QUOTE OF THE WEEK
“I do not at all understand the mystery of grace – only that it meets us where we are but does not leave us where it found us.” – Anne Lamott
TECH CORNER
Currently, the big debate is whether we will have a deep recession, a soft landing, or no recession at all. As Yogi Berra says, “It’s tough to make predications, especially about the future”. Janet Yellen our current Treasury Secretary is predicting a soft landing. The predications are all over the map. The issue comes down to how much the Fed’s interest rate increases affect the economy.
We never know what the effect will be until it happens. By raising interest rates in order to slow the economy and thus reduce inflation, we won’t know the result until time has passed.
The U.S. economy is skating on dangerously thin ice.
One outwardly negative headline could be enough to pour cold water on the bullish outlook maintained by mainstream media and much of the general public.
The Bureau of Labor Statistics reports Non-Farm payroll statistics each month. The reports so far have been pretty rosy. These reports keep investors hopeful of a good economy going forward. However, the numbers have been revised lower seven months in a row. The last time that happened was during the Great Financial Crisis of 2008 when the S&P 500 lost 57% of its value. When you go back to prior times these revision trends have been consistently negative when economic downturns have occurred.
From April 2022 to March 2023, total non-farm employment was negatively revised down by 306,000 jobs.
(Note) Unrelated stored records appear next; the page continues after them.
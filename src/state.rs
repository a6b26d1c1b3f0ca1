use std::collections::{BTreeMap, HashSet};

use crate::client::TalkAiClient;
use crate::config::{self, ProxyConfig};
use crate::error::Result;
use crate::metrics::{LiveRequestLog, StatsRecorder};

/// Default location of the model-id → display-name map.
pub const MODEL_MAP_PATH: &str = "models.json";

/// Everything the handlers share. Built once at startup and handed to the
/// router inside an `Arc`; nothing in here is process-global.
pub struct AppState {
    pub config: ProxyConfig,

    /// Accepted client keys. Empty means authentication is disabled.
    pub api_keys: HashSet<String>,

    /// Model id → display name, sorted by id.
    pub model_map: BTreeMap<String, String>,

    pub client: TalkAiClient,
    pub stats: StatsRecorder,
    pub live_log: LiveRequestLog,
}

impl AppState {
    pub fn new(config: ProxyConfig) -> Result<Self> {
        let model_map = config::load_model_map(MODEL_MAP_PATH, &config.default_model);
        Self::with_model_map(config, model_map)
    }

    /// Build state with an explicit model map instead of reading
    /// `models.json` from disk.
    pub fn with_model_map(
        config: ProxyConfig,
        model_map: BTreeMap<String, String>,
    ) -> Result<Self> {
        let api_keys = config.api_keys.iter().cloned().collect();
        let client = TalkAiClient::new(config.timeout())?;

        Ok(AppState {
            config,
            api_keys,
            model_map,
            client,
            stats: StatsRecorder::new(),
            live_log: LiveRequestLog::default(),
        })
    }
}
use serde::{Deserialize, Serialize};
use std::time::{SystemTime, UNIX_EPOCH};
use uuid::Uuid;

pub const OBJECT_CHAT_COMPLETION: &str = "chat.completion";
pub const OBJECT_CHAT_COMPLETION_CHUNK: &str = "chat.completion.chunk";
pub const OBJECT_LIST: &str = "list";
pub const OBJECT_MODEL: &str = "model";

/// Owner reported for every model in `/v1/models`.
pub const MODEL_OWNER: &str = "talkai";

pub const FINISH_REASON_STOP: &str = "stop";

#[derive(Debug, Clone, Serialize, Deserialize)]
pub struct ChatMessage {
    /// "system", "user" or "assistant"; anything else is dropped during
    /// translation
    pub role: String,
    pub content: String,
}

/// Inbound chat-completion request
#[derive(Debug, Clone, Serialize, Deserialize)]
pub struct ChatCompletionRequest {
    /// Falls back to the configured default model when absent or empty
    #[serde(default, skip_serializing_if = "Option::is_none")]
    pub model: Option<String>,

    /// Required and must be non-empty
    pub messages: Vec<ChatMessage>,

    #[serde(default)]
    pub stream: bool,

    /// Falls back to the configured default temperature when absent
    #[serde(default, skip_serializing_if = "Option::is_none")]
    pub temperature: Option<f64>,
}

#[derive(Debug, Clone, Serialize, Deserialize)]
pub struct ChatCompletionResponse {
    pub id: String,
    pub object: String,
    pub created: i64,
    pub model: String,
    pub choices: Vec<ChatCompletionChoice>,
    pub usage: Usage,
}

#[derive(Debug, Clone, Serialize, Deserialize)]
pub struct ChatCompletionChoice {
    pub message: ChatMessage,
    pub index: u32,
    pub finish_reason: String,
}

/// Token accounting is not implemented; every response reports zeros.
#[derive(Debug, Clone, Default, Serialize, Deserialize)]
pub struct Usage {
    pub prompt_tokens: u32,
    pub completion_tokens: u32,
    pub total_tokens: u32,
}

impl ChatCompletionResponse {
    /// One consolidated assistant reply, the non-streaming output shape.
    pub fn completed(model: &str, content: String) -> Self {
        ChatCompletionResponse {
            id: completion_id(),
            object: OBJECT_CHAT_COMPLETION.to_string(),
            created: unix_timestamp(),
            model: model.to_string(),
            choices: vec![ChatCompletionChoice {
                message: ChatMessage {
                    role: "assistant".to_string(),
                    content,
                },
                index: 0,
                finish_reason: FINISH_REASON_STOP.to_string(),
            }],
            usage: Usage::default(),
        }
    }
}

/// One streaming chunk (`object: "chat.completion.chunk"`)
#[derive(Debug, Clone, Serialize, Deserialize)]
pub struct StreamChunk {
    pub id: String,
    pub object: String,
    pub created: i64,
    pub model: String,
    pub choices: Vec<StreamChoice>,
}

#[derive(Debug, Clone, Serialize, Deserialize)]
pub struct StreamChoice {
    pub delta: Delta,
    pub index: u32,
    #[serde(default, skip_serializing_if = "Option::is_none")]
    pub finish_reason: Option<String>,
}

/// Partial-message payload. The role chunk carries only `role`, content
/// chunks only `content`, and the terminal chunk neither (`{}`).
#[derive(Debug, Clone, Default, Serialize, Deserialize)]
pub struct Delta {
    #[serde(default, skip_serializing_if = "Option::is_none")]
    pub role: Option<String>,
    #[serde(default, skip_serializing_if = "Option::is_none")]
    pub content: Option<String>,
}

impl StreamChunk {
    fn base(id: &str, created: i64, model: &str, choice: StreamChoice) -> Self {
        StreamChunk {
            id: id.to_string(),
            object: OBJECT_CHAT_COMPLETION_CHUNK.to_string(),
            created,
            model: model.to_string(),
            choices: vec![choice],
        }
    }

    /// First chunk of a stream: announces the assistant role, no content.
    pub fn initial(id: &str, created: i64, model: &str) -> Self {
        Self::base(
            id,
            created,
            model,
            StreamChoice {
                delta: Delta {
                    role: Some("assistant".to_string()),
                    content: None,
                },
                index: 0,
                finish_reason: None,
            },
        )
    }

    /// Content fragment chunk.
    pub fn content(id: &str, created: i64, model: &str, text: &str) -> Self {
        Self::base(
            id,
            created,
            model,
            StreamChoice {
                delta: Delta {
                    role: None,
                    content: Some(text.to_string()),
                },
                index: 0,
                finish_reason: None,
            },
        )
    }

    /// Terminal chunk: empty delta, `finish_reason: "stop"`.
    pub fn finish(id: &str, created: i64, model: &str) -> Self {
        Self::base(
            id,
            created,
            model,
            StreamChoice {
                delta: Delta::default(),
                index: 0,
                finish_reason: Some(FINISH_REASON_STOP.to_string()),
            },
        )
    }
}

#[derive(Debug, Clone, Serialize, Deserialize)]
pub struct ModelInfo {
    pub id: String,
    pub object: String,
    pub created: i64,
    pub owned_by: String,
}

impl ModelInfo {
    pub fn new(id: &str) -> Self {
        ModelInfo {
            id: id.to_string(),
            object: OBJECT_MODEL.to_string(),
            created: unix_timestamp(),
            owned_by: MODEL_OWNER.to_string(),
        }
    }
}

#[derive(Debug, Clone, Serialize, Deserialize)]
pub struct ModelList {
    pub object: String,
    pub data: Vec<ModelInfo>,
}

impl ModelList {
    pub fn new(data: Vec<ModelInfo>) -> Self {
        ModelList {
            object: OBJECT_LIST.to_string(),
            data,
        }
    }
}

/// Seconds since the unix epoch, the `created` field of every response.
pub fn unix_timestamp() -> i64 {
    SystemTime::now()
        .duration_since(UNIX_EPOCH)
        .map(|d| d.as_secs() as i64)
        .unwrap_or(0)
}

/// Fresh `chatcmpl-<uuid>` identifier shared by all chunks of one reply.
pub fn completion_id() -> String {
    format!("chatcmpl-{}", Uuid::new_v4())
}
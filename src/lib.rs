//! # TalkAI Proxy
//!
//! An OpenAI-compatible chat-completions gateway in front of the TalkAI
//! backend, which speaks an incompatible line-oriented streaming protocol.
//!
//! ## Overview
//!
//! This library provides the core functionality for translating between:
//! - **OpenAI Chat Completions API** - Client-facing format
//! - **TalkAI chat protocol** - Backend format (`messagesHistory` + settings)
//!
//! The gateway handles:
//! - Request translation, including system-prompt folding
//! - Real-time reframing of the backend line protocol into SSE chunks
//! - Consolidated (non-streaming) responses from the same byte stream
//! - Bearer-key authentication and live request statistics
//!
//! ## Quick Start
//!
//! ```rust,no_run
//! use std::sync::Arc;
//! use talkai_proxy::config::ProxyConfig;
//! use talkai_proxy::handler::build_router;
//! use talkai_proxy::state::AppState;
//!
//! # fn main() -> Result<(), Box<dyn std::error::Error>> {
//! let config = ProxyConfig::from_env()?;
//! let state = Arc::new(AppState::new(config)?);
//! let app = build_router(state);
//! // Serve `app` with axum::serve; see src/main.rs.
//! # Ok(())
//! # }
//! ```
//!
//! ## Modules
//!
//! - [`config`] - Configuration loading and validation
//! - [`error`] - Error types and handling
//! - [`models`] - Data structures for the OpenAI and TalkAI protocols
//! - [`streaming`] - Backend line parser and SSE chunk generator
//! - [`transform`] - Request translation logic
//! - [`handler`] - Axum handlers, middleware, and router assembly

pub mod auth;
pub mod client;
pub mod config;
pub mod error;
pub mod handler;
pub mod metrics;
pub mod models;
pub mod state;
pub mod streaming;
pub mod transform;

pub use config::ProxyConfig;
pub use error::{ProxyError, Result};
Total private employment was negative 358,000 jobs.
One concern that is popping its ugly head up is the health of the Regional Banks. The default rate on Credit Card loans just hit 7.51%. The last high was 7.17% during the Pandemic and now is much higher than the Great Financial Crisis and the Tech Bubble. We all know what happened to the stock market during those times. Also 70% of all commercial real estate loans are financed through Regional Banks and we know that commercial real estate is in trouble.
An under publicized fact is that inflation has started to rise again. Commodity prices are rising and that cost bleeds into the economy and thus into the cost of living. Just fill up your car with gasoline and you will see what I mean. If that trend continues, the Fed will be forced to possibly raise interest rates again or at the very least keep rates high longer. Their goal is to bring inflation down to 2%, so believe that they will not stop putting their foot on the brakes until they bring inflation down to their goal or that something fails in the economic system. The Regional Banks are what could possibly be the that trigger.